Because determining whether the trial court abused its discretion by finding a
common plan or scheme is a fact-intensive inquiry, it is helpful to consider other cases
in which ER 404(b) was properly admitted. In Gresham, Scherner was charged after he
molested his 7 or 8 year old granddaughter while they were on a trip to Bellevue to visit
the defendant's sister. 2012 WL 19664, at *1. On three different nights, the defendant
asked his granddaughter to come lie down with him. Id. When she did, he fondled her
vagina. Id. The third time, he also took off her night gown and placed her hand on his
genitals. Id. The trial court admitted the testimony of four prior victims as evidence of a
common scheme or plan. Id. at *2. Much of the abuse occurred decades before the
charged crimes. Id. Two of the prior victims were the defendant's nieces. Id. When
the nieces visited his home, he fondled them and performed oral sex on them. Id. He
abused one niece for fifteen years, beginning when she was four or five. Id. He
abused the second niece when she was 13. Id.

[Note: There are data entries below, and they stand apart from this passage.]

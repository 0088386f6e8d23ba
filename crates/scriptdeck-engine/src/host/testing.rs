//! In-process host double for tests
//!
//! `ScriptedHost` implements the [`CommandHost`] contract without any
//! child process: functions are Rust closures registered up front,
//! loads can be scripted to fail with canned diagnostics, and every
//! invocation's start/end instants are recorded so tests can assert the
//! session's serialization guarantee.

use std::collections::{HashMap, VecDeque};
use std::sync::{Arc, Mutex};
use std::time::{Duration, Instant};

use serde_json::Value;

use super::{CommandHost, HostResult};
use scriptdeck_core_types::ParamValue;

type HostFn = Box<dyn FnMut(&[(String, ParamValue)]) -> HostResult<Vec<Value>> + Send>;

/// One observed invocation, for assertions on ordering and overlap.
#[derive(Debug, Clone)]
pub struct CallRecord {
    pub function: String,
    pub started: Instant,
    pub ended: Instant,
}

/// Shared view of the calls a [`ScriptedHost`] has served.
pub type CallLog = Arc<Mutex<Vec<CallRecord>>>;

/// Scriptable in-process execution host.
#[derive(Default)]
pub struct ScriptedHost {
    functions: HashMap<String, HostFn>,
    load_failures: VecDeque<Vec<String>>,
    loaded_sources: Vec<String>,
    latency: Duration,
    calls: CallLog,
    shut_down: bool,
}

impl ScriptedHost {
    pub fn new() -> Self {
        Self::default()
    }

    /// Register a function under `name`.
    pub fn register<F>(mut self, name: impl Into<String>, f: F) -> Self
    where
        F: FnMut(&[(String, ParamValue)]) -> HostResult<Vec<Value>> + Send + 'static,
    {
        self.functions.insert(name.into(), Box::new(f));
        self
    }

    /// Make the next `load_definitions` call fail with these diagnostics.
    /// Queued failures are consumed in order; later loads succeed again.
    pub fn fail_next_load(mut self, diagnostics: Vec<String>) -> Self {
        self.load_failures.push_back(diagnostics);
        self
    }

    /// Hold every invocation for `latency` before answering, widening
    /// the window an overlap would need to slip through.
    pub fn with_latency(mut self, latency: Duration) -> Self {
        self.latency = latency;
        self
    }

    /// Handle on the call log, cloneable before the host moves into a
    /// session.
    pub fn call_log(&self) -> CallLog {
        Arc::clone(&self.calls)
    }

    /// Source texts accepted by successful loads, in order.
    pub fn loaded_sources(&self) -> &[String] {
        &self.loaded_sources
    }

    pub fn is_shut_down(&self) -> bool {
        self.shut_down
    }
}

impl CommandHost for ScriptedHost {
    fn load_definitions(&mut self, source: &str) -> HostResult<()> {
        if let Some(diagnostics) = self.load_failures.pop_front() {
            return Err(diagnostics);
        }
        self.loaded_sources.push(source.to_string());
        Ok(())
    }

    fn invoke(&mut self, function: &str, args: &[(String, ParamValue)]) -> HostResult<Vec<Value>> {
        let started = Instant::now();
        if !self.latency.is_zero() {
            std::thread::sleep(self.latency);
        }

        let result = match self.functions.get_mut(function) {
            Some(f) => f(args),
            None => Err(vec![format!(
                "The term '{}' is not recognized as a name of a cmdlet, function, \
                 script file, or executable program.",
                function
            )]),
        };

        if let Ok(mut calls) = self.calls.lock() {
            calls.push(CallRecord {
                function: function.to_string(),
                started,
                ended: Instant::now(),
            });
        }
        result
    }

    fn shutdown(&mut self) {
        self.shut_down = true;
    }
}

#[cfg(test)]
mod tests {
    use super::*;
    use serde_json::json;

    #[test]
    fn test_registered_function_answers() {
        let mut host = ScriptedHost::new().register("Get-Thing", |_| Ok(vec![json!({"A": 1})]));
        let records = host.invoke("Get-Thing", &[]).unwrap();
        assert_eq!(records, vec![json!({"A": 1})]);
    }

    #[test]
    fn test_unknown_function_reports_diagnostic() {
        let mut host = ScriptedHost::new();
        let diags = host.invoke("Missing-Fn", &[]).unwrap_err();
        assert!(diags[0].contains("'Missing-Fn'"));
    }

    #[test]
    fn test_scripted_load_failure_is_consumed() {
        let mut host = ScriptedHost::new().fail_next_load(vec!["syntax error".to_string()]);
        assert!(host.load_definitions("broken {").is_err());
        assert!(host.load_definitions("function Ok {}").is_ok());
        assert_eq!(host.loaded_sources(), ["function Ok {}"]);
    }

    #[test]
    fn test_call_log_records_invocations() {
        let mut host = ScriptedHost::new().register("F", |_| Ok(vec![]));
        let log = host.call_log();
        host.invoke("F", &[]).unwrap();
        let calls = log.lock().unwrap();
        assert_eq!(calls.len(), 1);
        assert_eq!(calls[0].function, "F");
        assert!(calls[0].ended >= calls[0].started);
    }
}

The third victim was the then 13 year
old daughter of a close friend. Id. While they were on a trip together, the defendant
waited until the other adults had gone to bed. Id. Then, he approached her, began
rubbing her back, and fondled her vagina. Id. The fourth victim was another of the
defendant's granddaughters. Id. On two trips to Disneyland, the defendant went to her
bed at night and performed oral sex on her. Id. The Washington Supreme Court
6
No. 65667-3-I/7
reasoned that the abuse of two of the prior victims was markedly similar to the charged
crime. Id. at *6. The defendant went on a trip with the girls, and at night, while other
adults were asleep, approached the girls and fondled their genitals. Id. Small
differences, such as the presence of oral sex, were not significant enough for the court
to determine the acts were not part of a common scheme or plan. Id. The court also
determined that the nieces testified to sufficiently similar acts, even though the abuse
occurred in the defendant's home. Id.
In State v. Sexsmith, the defendant molested his girlfriend's daughter from the
time she was 11 until she was 18. 138 Wn. App. 497, 502, 157 P.3d 901 (2007). The
trial court admitted evidence of prior acts committed against Sexsmith's 13 year old
daughter. Id. at 503. The evidence was admissible because Sexsmith was in a
position of authority over both girls, and the girls were about the same age when they
were molested. Id. at 505. Further, he isolated the girls when he molested them,
forced them to take nude photographs and watch pornography, and fondled both of
them. Id.
In Kennealy, the defendant raped and molested three children between the ages
of five and seven who all lived in the same apartment complex. 151 Wn. App. at 868.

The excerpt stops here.